//! Terminal charts and result export.
//!
//! Renders one ranked horizontal bar chart per team: bar length is the
//! player's on/off eFG% ratio, bar color is the credibility weight of
//! that ratio. Players without a computable ratio sink to the bottom
//! and show `n/a` instead of a bar. A separate chart plots the
//! credibility curve itself so the color scale can be read.

use std::cmp::Ordering;
use std::fs;
use std::path::Path;

use anyhow::{Context, Result};
use colored::Colorize;

use oc_core::{credibility, OnOffSplit, TeamOnOffReport};

/// Default bar width in terminal columns.
pub const DEFAULT_WIDTH: usize = 40;

/// Credibility at or above this renders green.
const CRED_SOLID: f64 = 0.7;
/// Credibility at or above this (but below solid) renders yellow.
const CRED_SHAKY: f64 = 0.4;

/// Renders one team's ranked on/off chart.
///
/// Rows are sorted by ratio, best first. Ratios are only comparable
/// within a chart: bars are scaled so the longest one fills `width`
/// columns.
pub fn render_team_chart(report: &TeamOnOffReport, width: usize) -> String {
    let mut rows: Vec<(&String, &OnOffSplit)> = report.players.iter().collect();
    rows.sort_by(|a, b| compare_by_ratio(a.1, b.1).then_with(|| a.0.cmp(b.0)));

    let max_ratio = rows
        .iter()
        .filter_map(|(_, split)| split.ratio)
        .fold(0.0_f64, f64::max);
    let name_width = rows
        .iter()
        .map(|(name, _)| name.chars().count())
        .max()
        .unwrap_or(0)
        .max(6);

    let mut out = String::new();
    out.push_str(&format!(
        "{}\n",
        format!(
            "{} ({}) teammate eFG%: on court vs off court",
            report.team, report.side
        )
        .bold()
    ));
    out.push_str(&format!(
        "{} events analyzed, {} players\n\n",
        report.events_analyzed,
        rows.len()
    ));

    for (rank, (name, split)) in rows.iter().enumerate() {
        out.push_str(&render_row(rank + 1, name, split, name_width, max_ratio, width));
    }

    out.push_str(&format!(
        "\nbar = on/off ratio, color = credibility ({} >= {:.1}, {} >= {:.1}, {} below)\n",
        "green".green(),
        CRED_SOLID,
        "yellow".yellow(),
        CRED_SHAKY,
        "red".red()
    ));
    out
}

/// Renders the credibility weighting curve: sample balance on the x
/// axis (as `steps` even slices of min/max from 0 to 1), weight on the
/// y axis.
pub fn render_credibility_curve(width: usize, steps: usize) -> String {
    // Denominator for sampling the real weighting function. Large
    // enough that every step lands on a distinct numerator.
    const SCALE: u32 = 1000;

    let mut out = String::new();
    out.push_str(&format!("{}\n", "credibility weight = sqrt(min / max)".bold()));
    out.push_str("balance  weight\n");

    for i in 0..=steps {
        let balance = i as f64 / steps as f64;
        let numerator = (balance * f64::from(SCALE)).round() as u32;
        match credibility(Some(numerator), Some(SCALE)) {
            Some(weight) => {
                let bar_len = (weight * width as f64).round() as usize;
                let bar: String = "█".repeat(bar_len);
                out.push_str(&format!(
                    "  {:.2}   {:.2}  {}\n",
                    balance,
                    weight,
                    paint(&bar, weight)
                ));
            }
            None => {
                out.push_str(&format!("  {:.2}    n/a  (one side unseen)\n", balance));
            }
        }
    }
    out
}

/// Writes every (side, player) row of the given reports as CSV.
/// Missing values become empty cells.
pub fn export_reports_csv(reports: &[&TeamOnOffReport], path: &Path) -> Result<()> {
    let mut writer = csv::Writer::from_path(path)
        .with_context(|| format!("Failed to create export CSV: {}", path.display()))?;

    writer.write_record([
        "side",
        "team",
        "player",
        "ratio",
        "on_efg",
        "off_efg",
        "on_attempts",
        "off_attempts",
        "credibility",
    ])?;

    for report in reports {
        for (player, split) in &report.players {
            writer.write_record([
                report.side.to_string(),
                report.team.clone(),
                player.clone(),
                float_cell(split.ratio),
                float_cell(split.on_efg),
                float_cell(split.off_efg),
                count_cell(split.on_attempts),
                count_cell(split.off_attempts),
                float_cell(split.credibility),
            ])?;
        }
    }

    writer.flush()?;
    Ok(())
}

/// Writes the given reports as pretty-printed JSON. Missing values
/// become explicit `null`s.
pub fn export_reports_json(reports: &[&TeamOnOffReport], path: &Path) -> Result<()> {
    let json = serde_json::to_string_pretty(reports)?;
    fs::write(path, json)
        .with_context(|| format!("Failed to write export JSON: {}", path.display()))?;
    Ok(())
}

/// Best ratio first; players without a ratio sort last.
fn compare_by_ratio(a: &OnOffSplit, b: &OnOffSplit) -> Ordering {
    match (a.ratio, b.ratio) {
        (Some(x), Some(y)) => y.partial_cmp(&x).unwrap_or(Ordering::Equal),
        (Some(_), None) => Ordering::Less,
        (None, Some(_)) => Ordering::Greater,
        (None, None) => Ordering::Equal,
    }
}

fn render_row(
    rank: usize,
    name: &str,
    split: &OnOffSplit,
    name_width: usize,
    max_ratio: f64,
    width: usize,
) -> String {
    let detail = format!(
        "on {} ({}) / off {} ({})",
        efg_cell(split.on_efg),
        attempts_cell(split.on_attempts),
        efg_cell(split.off_efg),
        attempts_cell(split.off_attempts)
    );

    match (split.ratio, split.credibility) {
        (Some(ratio), Some(cred)) => {
            let bar_len = if max_ratio > 0.0 {
                (ratio / max_ratio * width as f64).round() as usize
            } else {
                0
            };
            let bar: String = "█".repeat(bar_len);
            format!(
                "{:>2}. {:<name_width$}  {:>5.2} {}  cred {:.2}  {}\n",
                rank,
                name,
                ratio,
                paint(&bar, cred),
                cred,
                detail
            )
        }
        // A computable ratio always has a credibility weight, so
        // anything else renders as a missing row.
        _ => format!(
            "{:>2}. {:<name_width$}  {:>5}  {}\n",
            rank, name, "n/a", detail
        ),
    }
}

fn paint(bar: &str, cred: f64) -> String {
    let painted = if cred >= CRED_SOLID {
        bar.green()
    } else if cred >= CRED_SHAKY {
        bar.yellow()
    } else {
        bar.red()
    };
    painted.to_string()
}

fn efg_cell(value: Option<f64>) -> String {
    match value {
        Some(v) => format!("{:.1}%", v * 100.0),
        None => "-".to_string(),
    }
}

fn attempts_cell(value: Option<u32>) -> String {
    match value {
        Some(n) => n.to_string(),
        None => "-".to_string(),
    }
}

fn float_cell(value: Option<f64>) -> String {
    value.map(|v| v.to_string()).unwrap_or_default()
}

fn count_cell(value: Option<u32>) -> String {
    value.map(|n| n.to_string()).unwrap_or_default()
}

#[cfg(test)]
mod tests {
    use super::*;
    use oc_core::Side;
    use std::collections::BTreeMap;
    use tempfile::NamedTempFile;

    // Fixture values are chosen so the derived columns line up with
    // the raw ones: sqrt(81/100) = 0.9, sqrt(9/100) = 0.3.
    fn sample_report() -> TeamOnOffReport {
        let mut players = BTreeMap::new();
        players.insert(
            "anchor".to_string(),
            OnOffSplit {
                on_efg: Some(0.75),
                off_efg: Some(0.5),
                on_attempts: Some(100),
                off_attempts: Some(81),
                ratio: Some(1.5),
                credibility: Some(0.9),
            },
        );
        players.insert(
            "bench".to_string(),
            OnOffSplit {
                on_efg: Some(0.4),
                off_efg: Some(0.5),
                on_attempts: Some(9),
                off_attempts: Some(100),
                ratio: Some(0.8),
                credibility: Some(0.3),
            },
        );
        // Never left the floor: no off-court sample at all.
        players.insert(
            "claw".to_string(),
            OnOffSplit {
                on_efg: Some(0.6),
                off_efg: None,
                on_attempts: Some(60),
                off_attempts: None,
                ratio: None,
                credibility: None,
            },
        );
        TeamOnOffReport {
            side: Side::Home,
            team: "DAL".to_string(),
            events_analyzed: 120,
            players,
        }
    }

    #[test]
    fn test_chart_ranks_by_ratio_with_missing_last() {
        colored::control::set_override(false);
        let chart = render_team_chart(&sample_report(), 20);

        let anchor = chart.find("anchor").unwrap();
        let bench = chart.find("bench").unwrap();
        let claw = chart.find("claw").unwrap();
        assert!(anchor < bench, "best ratio should render first:\n{}", chart);
        assert!(bench < claw, "missing ratio should render last:\n{}", chart);

        let claw_line = chart
            .lines()
            .find(|line| line.contains("claw"))
            .unwrap();
        assert!(claw_line.contains("n/a"), "missing row: {}", claw_line);
        assert!(!claw_line.contains('█'), "missing row has no bar: {}", claw_line);
    }

    #[test]
    fn test_chart_scales_longest_bar_to_width() {
        colored::control::set_override(false);
        let chart = render_team_chart(&sample_report(), 20);

        let anchor_line = chart.lines().find(|l| l.contains("anchor")).unwrap();
        let bench_line = chart.lines().find(|l| l.contains("bench")).unwrap();
        let anchor_bar = anchor_line.chars().filter(|&c| c == '█').count();
        let bench_bar = bench_line.chars().filter(|&c| c == '█').count();

        assert_eq!(anchor_bar, 20, "top ratio fills the width: {}", anchor_line);
        // 0.8 / 1.5 * 20 rounds to 11.
        assert_eq!(bench_bar, 11, "others scale off the max: {}", bench_line);
    }

    #[test]
    fn test_chart_shows_event_count_and_details() {
        colored::control::set_override(false);
        let chart = render_team_chart(&sample_report(), 20);

        assert!(chart.contains("DAL (home)"));
        assert!(chart.contains("120 events analyzed, 3 players"));
        let anchor_line = chart.lines().find(|l| l.contains("anchor")).unwrap();
        assert!(anchor_line.contains("cred 0.90"), "line: {}", anchor_line);
        assert!(anchor_line.contains("on 75.0% (100)"), "line: {}", anchor_line);
        assert!(anchor_line.contains("off 50.0% (81)"), "line: {}", anchor_line);
        let claw_line = chart.lines().find(|l| l.contains("claw")).unwrap();
        assert!(claw_line.contains("off - (-)"), "line: {}", claw_line);
    }

    #[test]
    fn test_chart_with_no_computable_ratio_renders_no_bars() {
        colored::control::set_override(false);
        let mut players = BTreeMap::new();
        players.insert(
            "only".to_string(),
            OnOffSplit {
                on_efg: None,
                off_efg: Some(0.4),
                on_attempts: None,
                off_attempts: Some(3),
                ratio: None,
                credibility: None,
            },
        );
        let report = TeamOnOffReport {
            side: Side::Away,
            team: "BOS".to_string(),
            events_analyzed: 3,
            players,
        };

        let chart = render_team_chart(&report, 20);
        assert!(chart.contains("BOS (away)"));
        assert!(!chart.contains('█'));
    }

    #[test]
    fn test_curve_spans_zero_to_one() {
        colored::control::set_override(false);
        let curve = render_credibility_curve(10, 10);

        // Perfectly balanced samples weigh 1.00 and fill the width.
        assert!(curve.contains("1.00   1.00  ██████████"), "curve:\n{}", curve);
        // A completely one-sided comparison has no weight at all.
        assert!(curve.contains("0.00    n/a"), "curve:\n{}", curve);
        // sqrt(0.5) ~= 0.71.
        assert!(curve.contains("0.50   0.71"), "curve:\n{}", curve);
        assert_eq!(curve.lines().count(), 13, "header + 11 samples:\n{}", curve);
    }

    #[test]
    fn test_csv_export_round_trips_missing_as_empty() -> Result<()> {
        let file = NamedTempFile::new()?;
        let report = sample_report();
        export_reports_csv(&[&report], file.path())?;

        let content = fs::read_to_string(file.path())?;
        let mut lines = content.lines();
        assert_eq!(
            lines.next().unwrap(),
            "side,team,player,ratio,on_efg,off_efg,on_attempts,off_attempts,credibility"
        );

        let anchor = lines.next().unwrap();
        assert_eq!(anchor, "home,DAL,anchor,1.5,0.75,0.5,100,81,0.9");

        // claw has no off-court sample: ratio, off_efg, off_attempts
        // and credibility all export as empty cells.
        let claw: Vec<&str> = content
            .lines()
            .find(|l| l.contains("claw"))
            .unwrap()
            .split(',')
            .collect();
        assert_eq!(claw, vec!["home", "DAL", "claw", "", "0.6", "", "60", "", ""]);
        Ok(())
    }

    #[test]
    fn test_json_export_parses_back() -> Result<()> {
        let file = NamedTempFile::new()?;
        let report = sample_report();
        export_reports_json(&[&report], file.path())?;

        let content = fs::read_to_string(file.path())?;
        let parsed: Vec<TeamOnOffReport> = serde_json::from_str(&content)?;
        assert_eq!(parsed.len(), 1);
        assert_eq!(parsed[0].team, "DAL");
        assert_eq!(parsed[0].players["bench"].ratio, Some(0.8));
        assert_eq!(parsed[0].players["claw"].ratio, None);
        assert!(content.contains("\"ratio\": null"), "nulls are explicit");
        Ok(())
    }
}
•••••
Set the entries down again exactly, beginning with their first line and ending with the line that contains "chart plots the"; omit all other lines.

» **Written solution**
//! Terminal charts and result export.
//!
//! Renders one ranked horizontal bar chart per team: bar length is the
//! player's on/off eFG% ratio, bar color is the credibility weight of
//! that ratio. Players without a computable ratio sink to the bottom
//! and show `n/a` instead of a bar. A separate chart plots the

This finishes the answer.